Think of it this way: traditional cholesterol tests tell you how much fat is in your blood, but ApoB tells you how many particles are carrying it—and it’s these particles that actually cause plaque.
This matters because you could have “normal” cholesterol levels but have it carried by many small particles (high ApoB), putting you at higher risk for heart disease. Each standard deviation increase in ApoB levels raises your heart attack risk by 38%. That’s why many experts now consider ApoB a better predictor of heart disease than standard cholesterol tests.

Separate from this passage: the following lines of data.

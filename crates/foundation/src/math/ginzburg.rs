//! Ginzburg V pseudocylindrical world projection, raw form.
//!
//! Both axes are odd polynomials in latitude; longitude enters the x term
//! linearly. Coefficients follow the established TsNIIGAiK calibration.

/// x-polynomial coefficients (constant, phi^2, phi^4, phi^6 terms).
pub const GINZBURG5_XA: f64 = 2.583819;
pub const GINZBURG5_XB: f64 = -0.835827;
pub const GINZBURG5_XC: f64 = 0.170354;
pub const GINZBURG5_XD: f64 = -0.038094;
/// y-polynomial coefficients (constant, phi^2, phi^4 terms).
pub const GINZBURG5_YA: f64 = 1.543313;
pub const GINZBURG5_YB: f64 = -0.411435;
pub const GINZBURG5_YC: f64 = 0.082742;

/// Newton-iteration tolerance for the latitude inverse.
const INVERT_EPSILON: f64 = 1e-12;
/// Newton-iteration cap; the latitude polynomial is strictly monotonic on
/// [-pi/2, pi/2], so this is never reached for finite input.
const INVERT_MAX_ITERATIONS: u32 = 25;

/// Forward projection of radians to unscaled planar coordinates.
pub fn ginzburg5_forward(lambda_rad: f64, phi_rad: f64) -> (f64, f64) {
    let phi2 = phi_rad * phi_rad;
    let x = lambda_rad
        * (GINZBURG5_XA + phi2 * (GINZBURG5_XB + phi2 * (GINZBURG5_XC + phi2 * GINZBURG5_XD)));
    let y = phi_rad * (GINZBURG5_YA + phi2 * (GINZBURG5_YB + phi2 * GINZBURG5_YC));
    (x, y)
}

/// Inverse projection back to radians.
///
/// y depends on latitude alone, so latitude is recovered first by Newton
/// iteration and longitude follows by division.
pub fn ginzburg5_invert(x: f64, y: f64) -> (f64, f64) {
    let mut phi = y / GINZBURG5_YA;
    for _ in 0..INVERT_MAX_ITERATIONS {
        let phi2 = phi * phi;
        let fy = phi * (GINZBURG5_YA + phi2 * (GINZBURG5_YB + phi2 * GINZBURG5_YC)) - y;
        let dy = GINZBURG5_YA + phi2 * (3.0 * GINZBURG5_YB + 5.0 * GINZBURG5_YC * phi2);
        let step = fy / dy;
        phi -= step;
        if step.abs() < INVERT_EPSILON {
            break;
        }
    }

    let phi2 = phi * phi;
    let lambda = x
        / (GINZBURG5_XA + phi2 * (GINZBURG5_XB + phi2 * (GINZBURG5_XC + phi2 * GINZBURG5_XD)));
    (lambda, phi)
}
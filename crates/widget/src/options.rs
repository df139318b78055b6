use layers::{AnnotationSides, CountryStyle};
use serde::{Deserialize, Serialize};

/// Source file names resolved against the base data URL when no explicit
/// override is configured.
const COUNTRIES_FILE: &str = "countries-simplified.geojson";
const DISPUTED_FILE: &str = "disputed-lines.geojson";

/// Construction-time configuration for the map component, typically
/// deserialized from the embedding page's dataset.
#[derive(Debug, Clone, PartialEq, Serialize, Deserialize)]
#[serde(default)]
pub struct MapOptions {
    pub width: f64,
    pub height: f64,
    /// `(w, h)` aspect ratio; when set, the viewport height is derived
    /// from the width and the configured height is ignored.
    pub aspect: Option<(f64, f64)>,
    pub base_data_url: String,
    pub countries_url: Option<String>,
    pub disputed_url: Option<String>,
    /// Pre-selects and frames this country as soon as data is loaded.
    pub iso: Option<String>,
    /// Suppresses all pointer wiring (hover, click, pan, zoom).
    pub disable_interactivity: bool,
    /// Suppresses only the zoom-gesture binding.
    pub disable_scroll_zoom: bool,
    pub style: CountryStyle,
    pub annotation_sides: AnnotationSides,
}

impl Default for MapOptions {
    fn default() -> Self {
        Self {
            width: 960.0,
            height: 500.0,
            aspect: None,
            base_data_url: "/".to_string(),
            countries_url: None,
            disputed_url: None,
            iso: None,
            disable_interactivity: false,
            disable_scroll_zoom: false,
            style: CountryStyle::default(),
            annotation_sides: AnnotationSides::default(),
        }
    }
}

impl MapOptions {
    pub fn new(width: f64, height: f64) -> Self {
        Self {
            width,
            height,
            ..Self::default()
        }
    }

    pub fn from_json(payload: &str) -> Result<Self, serde_json::Error> {
        serde_json::from_str(payload)
    }

    /// Effective viewport; an aspect ratio forces the height.
    pub fn viewport(&self) -> (f64, f64) {
        match self.aspect {
            Some((aw, ah)) if aw > 0.0 => (self.width, self.width * ah / aw),
            _ => (self.width, self.height),
        }
    }

    pub fn countries_source_url(&self) -> String {
        match &self.countries_url {
            Some(url) => url.clone(),
            None => format!("{}{}", self.normalized_base_url(), COUNTRIES_FILE),
        }
    }

    pub fn disputed_source_url(&self) -> String {
        match &self.disputed_url {
            Some(url) => url.clone(),
            None => format!("{}{}", self.normalized_base_url(), DISPUTED_FILE),
        }
    }

    fn normalized_base_url(&self) -> String {
        if self.base_data_url.ends_with('/') {
            self.base_data_url.clone()
        } else {
            format!("{}/", self.base_data_url)
        }
    }
}
pub mod geojson;
pub mod map_data;
pub mod model;

pub use geojson::*;
pub use map_data::*;
pub use model::*;
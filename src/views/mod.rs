// Views module - pure derivations of the in-memory collections

pub mod board;
pub mod stats;
pub mod summary;
pub mod todos;

pub use board::{archive, inbox, main_board, search, TimeWindow};
pub use stats::{
    activity_heatmap, dashboard_stats, tag_insights, task_timeline, weekly_trend, DashboardStats,
    HeatmapCell, Intensity, TagCount, TimelineRow, TrendDay,
};
pub use summary::{emphasis_spans, render_plain, Span};
pub use todos::{filter_todos, list_counts, ListCounts, TodoList};
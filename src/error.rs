// Error taxonomy - every failure a user action can surface

use thiserror::Error;

/// Client-side error taxonomy. `Validation` is raised before any network
/// call; `Network` is a transport failure; `Rejected` carries the backend's
/// `detail` message verbatim.
#[derive(Debug, Error)]
pub enum HubError {
    #[error("{0}")]
    Validation(String),

    #[error("network error: {0}")]
    Network(#[from] reqwest::Error),

    #[error("{detail}")]
    Rejected { status: u16, detail: String },

    #[error("local state error: {0}")]
    LocalState(String),
}

impl HubError {
    pub fn validation(msg: impl Into<String>) -> Self {
        HubError::Validation(msg.into())
    }

    /// Whether the failure is worth retrying manually (transport-level, as
    /// opposed to a deliberate backend rejection).
    pub fn is_network(&self) -> bool {
        matches!(self, HubError::Network(_))
    }
}
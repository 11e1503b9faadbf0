// Hub client CLI entrypoint

use std::fs::OpenOptions;
use std::io::LineWriter;
use std::fmt::Write as FmtWrite;
use std::path::PathBuf;
use std::process::ExitCode;

use clap::Parser;
use tracing_subscriber::fmt::format::Writer;
use tracing_subscriber::fmt::time::FormatTime;
use tracing_subscriber::{fmt, layer::SubscriberExt, util::SubscriberInitExt};

use hub_client::api::HubApi;
use hub_client::cli::{self, Cli, Commands};
use hub_client::config::ClientConfig;
use hub_client::error::HubError;
use hub_client::local_state::LocalState;
use hub_client::session::Session;

/// Custom time formatter: [HH:mm:ss] [hub]
#[derive(Clone)]
struct HubTimer;

impl FormatTime for HubTimer {
    fn format_time(&self, w: &mut Writer<'_>) -> std::fmt::Result {
        let now = chrono::Utc::now();
        write!(w, "[{}] [hub]", now.format("%H:%M:%S"))
    }
}

fn init_tracing(log_file: Option<&str>) -> Option<tracing_appender::non_blocking::WorkerGuard> {
    let filter = tracing_subscriber::EnvFilter::try_from_default_env()
        .unwrap_or_else(|_| "hub_client=info".into());

    let stdout_layer = fmt::layer()
        .with_timer(HubTimer)
        .with_target(false)
        .with_level(false)
        .with_ansi(true)
        .with_writer(std::io::stderr);

    if let Some(path) = log_file {
        match OpenOptions::new().create(true).append(true).open(path) {
            Ok(file) => {
                // LineWriter flushes after each line so tail -f works
                let (non_blocking, guard) = tracing_appender::non_blocking(LineWriter::new(file));
                tracing_subscriber::registry()
                    .with(filter)
                    .with(stdout_layer)
                    .with(
                        fmt::layer()
                            .with_timer(HubTimer)
                            .with_target(false)
                            .with_level(false)
                            .with_ansi(false)
                            .with_writer(non_blocking),
                    )
                    .init();
                return Some(guard);
            }
            Err(e) => eprintln!("Failed to open log file {}: {}", path, e),
        }
    }

    tracing_subscriber::registry()
        .with(filter)
        .with(stdout_layer)
        .init();
    None
}

async fn run(cli: Cli, session: &mut Session, state: &mut LocalState) -> Result<(), HubError> {
    match cli.command {
        Commands::Register { username, phone, password } => {
            cli::handle_register(session, username, phone, password).await
        }
        Commands::Login { phone, password } => {
            cli::handle_login(session, state, phone, password).await
        }
        Commands::Logout => {
            cli::handle_logout(session, state);
            Ok(())
        }
        Commands::Add { content } => cli::handle_add(session, content).await,
        Commands::Inbox => cli::handle_inbox(session).await,
        Commands::Board { window } => cli::handle_board(session, window).await,
        Commands::Archive => cli::handle_archive(session).await,
        Commands::Search { query } => cli::handle_search(session, query).await,
        Commands::Toggle { id } => {
            cli::handle_mutation(session, id, |s, id| s.toggle_status(id)).await
        }
        Commands::Pin { id } => {
            cli::handle_mutation(session, id, |s, id| s.toggle_pinned(id)).await
        }
        Commands::Postpone { id } => {
            cli::handle_mutation(session, id, |s, id| s.postpone(id)).await
        }
        Commands::ToTask { id } => {
            cli::handle_mutation(session, id, |s, id| s.convert_to_task(id)).await
        }
        Commands::ToNote { id } => {
            cli::handle_mutation(session, id, |s, id| s.revert_to_note(id)).await
        }
        Commands::Edit { id, content } => {
            cli::handle_mutation(session, id, move |s, id| s.edit_log(id, &content)).await
        }
        Commands::Delete { id } => cli::handle_delete(session, id).await,
        Commands::Aggregate => cli::handle_aggregate(session).await,
        Commands::Stats => cli::handle_stats(session).await,
        Commands::Report(command) => cli::handle_report(session, command).await,
        Commands::Todo(command) => cli::handle_todo(session, command),
        Commands::Config(command) => cli::handle_config(session, command).await,
        Commands::Profile { username, email } => {
            session.update_profile(&username, email.as_deref()).await?;
            if let Some(user) = session.user() {
                state.user = Some(user.clone());
            }
            println!("Profile updated");
            Ok(())
        }
        Commands::Password { old, new } => {
            session.change_password(&old, &new).await?;
            println!("Password changed");
            Ok(())
        }
        Commands::CloseGuide => {
            state.has_closed_guide = true;
            println!("Guide dismissed");
            Ok(())
        }
    }
}

#[tokio::main]
async fn main() -> ExitCode {
    dotenvy::dotenv().ok();

    let cli = Cli::parse();
    let config = ClientConfig::from_env();

    let _guard = init_tracing(config.log_file.as_deref());
    if let Err(e) = config.validate() {
        tracing::error!("Configuration error: {}", e);
    }

    let state_path = match &config.state_file {
        Some(path) => PathBuf::from(path),
        None => match LocalState::default_path() {
            Ok(path) => path,
            Err(e) => {
                eprintln!("{}", e);
                return ExitCode::FAILURE;
            }
        },
    };
    let mut state = match LocalState::load(&state_path) {
        Ok(state) => state,
        Err(e) => {
            eprintln!("{}", e);
            return ExitCode::FAILURE;
        }
    };

    if !matches!(cli.command, Commands::CloseGuide) {
        if let Some(hint) = cli::guide_hint(&state) {
            println!("{}\n", hint);
        }
    }

    let base_url = cli
        .api_url
        .clone()
        .unwrap_or_else(|| config.api_base_url.clone());
    let api = HubApi::new(base_url);
    let mut session = Session::resume(
        api,
        state.user.clone(),
        state.config.clone(),
        state.todos.clone(),
    );

    let result = run(cli, &mut session, &mut state).await;

    // Persist client-local state regardless of the command's outcome.
    state.config = session.config().clone();
    state.todos = session.todos().to_vec();
    if let Err(e) = state.save(&state_path) {
        tracing::warn!("Failed to persist local state: {}", e);
    }

    match result {
        Ok(()) => ExitCode::SUCCESS,
        Err(e) => {
            eprintln!("error: {}", e);
            ExitCode::FAILURE
        }
    }
}
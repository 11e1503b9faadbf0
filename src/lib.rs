// Hub client core - log lifecycle, classification views, aggregation trigger
// and the REST boundary to the hub backend.

pub mod api;
pub mod cli;
pub mod config;
pub mod error;
pub mod local_state;
pub mod models;
pub mod session;
pub mod views;

pub use error::HubError;
pub use session::{AggregateOutcome, Session};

For more, see this comprehensive 2021 scientific review which examines multiple studies on the predictive value of ApoB and offers important caveats on its lack of widespread clinical adoption.
2) Coronary artery calcium (CAC) score: While ApoB shows your current risk, a calcium score shows the damage that’s already happened. It’s a special type of CT scan that looks for hardened (calcified) plaque in your arteries. When plaque first forms, it’s soft and can be particularly dangerous because it can break loose and cause sudden blockages. Over time, this plaque hardens and becomes calcified. Measuring this calcium gives us a good picture of how much plaque has built up in your arteries over the years.
Together, these tests tell a complete story: ApoB shows your risk of forming new plaque, while your calcium score reveals plaque that’s already there. This combination can help catch problems early—when you can still prevent serious heart problems, rather than waiting until you have symptoms.
This is my understanding of the diagnostics. In his article, Jared has a bit more on treatment. (I haven’t done a deep-dive on it yet. You may want to check that out.)
Some of the fundamentals of how our heart works I learnt from Bill Bryson’s excellent book ‘The Body: A Guide for Occupants’.
And I want to end this with one of his ideas that really shaped the way I think about efforts to take charge of our health:
“All forms of heart failure can be cruelly sneaky. For about a quarter of victims, the first (and, more unfortunately, last) time they know they have a heart problem is when they suffer a fatal heart attack. No less appallingly, more than half of all first heart attacks (fatal or otherwise) occur in people who are fit and healthy and have no known obvious risks. They don’t smoke or drink to excess, are not seriously overweight, and do not have chronically high blood pressure or even bad cholesterol readings, but they get a heart attack anyway. Living a virtuous life doesn’t guarantee that you will escape heart problems; it just improves your chances.”
Knowing it early— through precise diagnosis—can perhaps improve our chances a little bit more.